A smaller tunnel, largely occupied by children, led to the other side of the festival, which included a large outdoor wall with different sections layered into the bridge, offering four to six panels for different crews, as well as the retaining wall for the train tracks, a prime spot to be viewed by rail travelers. These sites, on either side of the Frankfurt bound track, could only be reached by scrambling down a hill or hopping over a smaller fence.
I did not have the strength of heart to make the leap yesterday, though I plan to today.
|Kids working on the smaller underpass. FPLO at work. Photo Credit: Caitlin Bruce|
Happily, three Chicago based artists were representing the U.S.A, Zore 64, Zore and Statik, along with Los Angeles based writer Stigma One, and formerly Chicago located now Netherlands situated writer Lucky Lucy. Statik was working on a production with The Aerosol Kings, FPLO, Stigma One, and other Belgian artists. The theme of the wall was Apocalypse.

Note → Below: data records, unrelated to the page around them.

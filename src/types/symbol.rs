use serde::{Deserialize, Serialize};
use std::fmt;
use crate::error::{Error, Result};

const MAX_SYMBOL_LEN: usize = 32;

/// Ticker symbol of the tracked instrument, e.g. `AAPL` or `BRK.B`.
#[derive(Clone, Debug, PartialEq, Eq, Hash, Serialize, Deserialize)]
#[serde(transparent)]
pub struct Symbol(String);

impl Symbol {
    pub fn parse(raw: &str) -> Result<Self> {
        let symbol = Symbol(raw.trim().to_string());
        symbol.validate()?;
        Ok(symbol)
    }

    /// Wraps a value read back from storage without re-validating it.
    pub(crate) fn from_stored(raw: String) -> Self {
        Symbol(raw)
    }

    pub fn validate(&self) -> Result<()> {
        if self.0.is_empty() {
            return Err(Error::InvalidConfig("symbol must not be empty".to_string()));
        }
        if self.0.len() > MAX_SYMBOL_LEN {
            return Err(Error::InvalidConfig(format!(
                "symbol longer than {} characters", MAX_SYMBOL_LEN
            )));
        }
        if self.0.chars().any(|c| c.is_whitespace() || c.is_control()) {
            return Err(Error::InvalidConfig(format!("symbol contains whitespace: {:?}", self.0)));
        }
        Ok(())
    }

    pub fn as_str(&self) -> &str {
        &self.0
    }
}

impl fmt::Display for Symbol {
    fn fmt(&self, f: &mut fmt::Formatter<'_>) -> fmt::Result {
        f.write_str(&self.0)
    }
}
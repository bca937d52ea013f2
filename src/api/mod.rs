pub mod config_api;
pub mod rest;

pub use config_api::ConfigApi;
pub use rest::{ApiState, create_router};
use crate::config::{DatabaseConfig, LoggingConfig, PollerConfig, ServerConfig};
use crate::error::{Error, Result};
use crate::price_infra::QuoteSourceConfig;
use config::{Config, ConfigBuilder, Environment, File, FileFormat};
use config::builder::DefaultState;
use serde::Deserialize;

pub const ENV_PREFIX: &str = "PRICE_POLLER";

#[derive(Clone, Debug, Default, Deserialize)]
#[serde(default)]
pub struct AppConfig {
    pub server: ServerConfig,
    pub database: DatabaseConfig,
    pub quote_source: QuoteSourceConfig,
    pub kafka: Option<KafkaConfig>,
    pub poller: PollerConfig,
    pub logging: LoggingConfig,
}

#[derive(Clone, Debug, Deserialize)]
pub struct KafkaConfig {
    pub brokers: String,
    pub topic: String,
    #[serde(default = "default_message_timeout_ms")]
    pub message_timeout_ms: u64,
}

fn default_message_timeout_ms() -> u64 {
    5_000
}

impl AppConfig {
    /// Layers `config/default`, `config/{env}` and `PRICE_POLLER__*` variables.
    pub fn load(env: &str) -> Result<Self> {
        let builder = Config::builder()
            .add_source(File::with_name("config/default"))
            .add_source(File::with_name(&format!("config/{}", env)).required(false));
        Self::finish(builder)
    }

    /// Same layering with the file contents supplied inline.
    pub fn from_toml(toml: &str) -> Result<Self> {
        let builder = Config::builder().add_source(File::from_str(toml, FileFormat::Toml));
        Self::finish(builder)
    }

    fn finish(builder: ConfigBuilder<DefaultState>) -> Result<Self> {
        let config = builder
            .add_source(Environment::with_prefix(ENV_PREFIX).prefix_separator("__").separator("__"))
            .build()
            .map_err(|e| Error::ConfigError(e.to_string()))?;

        let app: AppConfig = config.try_deserialize()
            .map_err(|e| Error::ConfigError(e.to_string()))?;
        app.validate()?;
        Ok(app)
    }

    fn validate(&self) -> Result<()> {
        self.poller.default_poll_config()
            .map_err(|e| Error::ConfigError(format!("poller default: {}", e)))?;
        if self.poller.fetch_timeout_ms == 0 || self.poller.store_timeout_ms == 0 {
            return Err(Error::ConfigError("poller timeouts must be positive".to_string()));
        }
        Ok(())
    }
}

Zore had already completed the majority of a piece one one of the main walls in the large underpass.
Statik was working on a series of female figures for the apaclypse wall.

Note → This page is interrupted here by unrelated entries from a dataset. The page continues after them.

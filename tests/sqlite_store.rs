use chrono::{TimeZone, Utc};
use price_poller::core::bootstrap::load_or_seed;
use price_poller::interfaces::{ConfigStore, SampleHistory, SampleSink};
use price_poller::storage::SqliteStore;
use price_poller::{PollConfig, Price, Sample, Symbol};

async fn store() -> SqliteStore {
    SqliteStore::connect("sqlite::memory:", 5).await.unwrap()
}

fn sample(symbol: &str, price: f64, secs: i64) -> Sample {
    Sample {
        symbol: Symbol::parse(symbol).unwrap(),
        price: Price::from_f64(price).unwrap(),
        observed_at: Utc.timestamp_opt(secs, 0).unwrap(),
    }
}

#[tokio::test]
async fn config_row_is_absent_until_written() {
    let store = store().await;
    assert_eq!(store.read_config().await.unwrap(), None);

    let config = PollConfig::new("AAPL", 30).unwrap();
    store.write_config(&config).await.unwrap();
    assert_eq!(store.read_config().await.unwrap(), Some(config));
}

#[tokio::test]
async fn writes_replace_the_single_row() {
    let store = store().await;
    store.write_config(&PollConfig::new("AAPL", 30).unwrap()).await.unwrap();
    store.write_config(&PollConfig::new("MSFT", 5).unwrap()).await.unwrap();

    assert_eq!(store.read_config().await.unwrap(), Some(PollConfig::new("MSFT", 5).unwrap()));
}

#[tokio::test]
async fn latest_returns_newest_sample_for_symbol() {
    let store = store().await;
    store.append(&sample("AAPL", 100.0, 1_700_000_000)).await.unwrap();
    store.append(&sample("AAPL", 101.5, 1_700_000_030)).await.unwrap();
    store.append(&sample("MSFT", 300.0, 1_700_000_031)).await.unwrap();

    let aapl = Symbol::parse("AAPL").unwrap();
    let latest = store.latest(&aapl).await.unwrap().unwrap();
    assert_eq!(latest, sample("AAPL", 101.5, 1_700_000_030));
    assert_eq!(store.sample_count(&aapl).await.unwrap(), 2);

    let tsla = Symbol::parse("TSLA").unwrap();
    assert_eq!(store.latest(&tsla).await.unwrap(), None);
}

#[tokio::test]
async fn default_is_seeded_only_once() {
    let store = store().await;
    let first_default = PollConfig::new("AAPL", 60).unwrap();
    let seeded = load_or_seed(&store, &first_default).await.unwrap();
    assert_eq!(seeded, first_default);

    let other_default = PollConfig::new("GOOG", 10).unwrap();
    let loaded = load_or_seed(&store, &other_default).await.unwrap();
    assert_eq!(loaded, first_default);
}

|Statik at work. FPLO at work. Photo Credit: Caitlin Bruce|
Zore was accompanied by Zor, also from Chicago, who is working on a beautiful light and dark blue female figure, her style complementing that of FPLO of Brazil, around the corner.
|Zor. Photo Credit: Caitlin Bruce|
Lucky Lucy worked on a wall a little farther from the main jam, executing her signature fly away lettering style against a gradiated background. Statik and Zore 64 enabled me to meet their collaborators and interview FPLO and Stigma One.

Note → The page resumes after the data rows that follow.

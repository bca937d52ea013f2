use chrono::{DateTime, Utc};
use serde::{Deserialize, Serialize};
use crate::types::price::Price;
use crate::types::symbol::Symbol;

/// Latest price reported by a quote source.
#[derive(Clone, Debug, PartialEq, Serialize, Deserialize)]
pub struct Quote {
    pub price: Price,
    pub observed_at: DateTime<Utc>,
}

#[derive(Clone, Debug, PartialEq, Serialize, Deserialize)]
pub struct Sample {
    pub symbol: Symbol,
    pub price: Price,
    pub observed_at: DateTime<Utc>,
}

impl Sample {
    /// The sample always carries the symbol the quote was fetched for.
    pub fn from_quote(symbol: Symbol, quote: Quote) -> Self {
        Sample {
            symbol,
            price: quote.price,
            observed_at: quote.observed_at,
        }
    }
}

FPLO, from Porto Alegre, Brazil, started writing at a young age, influenced by seeing favela graffiti when going to his mother’s house. He had been interested in drawing, and saw graffiti as another form of self-expression. He is sponsored by one of the festival sponsors, ESKIS, a clothing label that sponsors an artist a year and brings them to several MOS events in exchange for them designing a label or logo. Energetic and full of joy from past and future travels, FPLO described how the festival, for him, offered an opportunity to learn of new places, and in exchange, to teach others about one’s home town. “When I went to my first MOS people saw I was from Brazil and asked, oh, Sao Paolo? Rio? They did not know that Porto Alegre existed…now they do.” An architect, FPLO sees graffiti as a new way to think about cities and space, one that allows the practitioner and wider range for travels, and also a way to leave their personal mark. Asking him about the anti FIFA graffiti spreading across Brazil he responded: “Graffiti is a way to…manifest our opinion…resistance, saying ‘Things are not OK,’” a visual rebuff to state claims that the status quo is one of equality. “There is corruption…and so we write ‘Fuck FIFA’ to criticize…” These manifestations also provoke and index an increasingly antagonistic relationship between police and citizens. Whereas FPLO experienced increasing acceptance and understanding by authorities of his graffiti practice over time--“They used to say ‘go fuck yourself’ and say it was ‘favela’…I’d have to run…they become more ok with it, they know me,”—FIFA created a resurgence in graffiti crackdowns ranging from surveillance to shooting. He suggested that he may do an anti-FIFA piece on his shared wall.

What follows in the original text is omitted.